摘要

Background: Transitional hypothermia (TH) is associated with increased morbidity and mortality in very low birth weight (VLBW) infants worldwide. Objectives: To assess the effect of a quality improvement project (QIP) on outborn TH and the associated mortality/morbidity among VLBW neonates. Methods: We conducted a multi-intervention QIP to reduce TH (<36 degrees C) among outborn VLBW neonates. This cohort study compared a historical group (group I, n = 86) to a prospective group (group II, established after QIP implementation, n = 86). The primary outcome was axillary temperature measured in the delivery room (DR) and upon admission to the neonatal intensive care unit (NICU). Results: The baseline characteristics of the two groups were similar.

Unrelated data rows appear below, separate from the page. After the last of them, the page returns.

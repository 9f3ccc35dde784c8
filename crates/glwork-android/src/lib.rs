//! Native access to Android platform services.
//!
//! Everything here talks to the JVM through [`HostEnv`], so the service
//! logic runs unchanged against the real JNI environment ([`JniHost`], on
//! Android) and against an in-memory host in tests.
//!
//! Calls must come from a thread attached to the JVM, using the env handle
//! of that thread. Handles are never cached across calls.

pub mod error;
pub mod host;
pub mod logging;
pub mod lookup;
pub mod notify;
pub mod services;

#[cfg(target_os = "android")]
pub mod ffi;
#[cfg(target_os = "android")]
mod jni_host;

#[cfg(test)]
mod fake;

pub use error::{HostError, ShimError};
pub use host::{Arg, HostEnv};
pub use lookup::{resolve_class, resolve_method, resolve_static_int, resolve_static_method};
pub use notify::{NotificationConfig, Notifier};
pub use services::{get_system_service, open_url, parse_url, sdk_version};

#[cfg(target_os = "android")]
pub use jni_host::JniHost;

After introducing the QIP, the mean DR and NICU admission temperatures of the patients rose from 35.5 to 36.1 degrees C and from 34.6 to 36.2 degrees C, respectively (p < 0.01), and the percentage of patients with temperatures < 36 degrees C in the DR and NICU decreased from 80 to 40% and from 81 to 42% (p < 0.01), respectively. Meanwhile, the percentage of patients with a normal temperature in the DR and NICU rose from 20 to 58% and from 19 to 56% (p < 0.01), respectively, which was accompanied by significantly decreased mortality (p < 0.02) and other improvements. Conclusion: Implementation of a QIP resulted in a decrease in the number of moderately hypothermic VLBW neonates and a sustained improvement in normothermia rates during DR stabilization and transfer to the NICU in outborn VLBW neonates.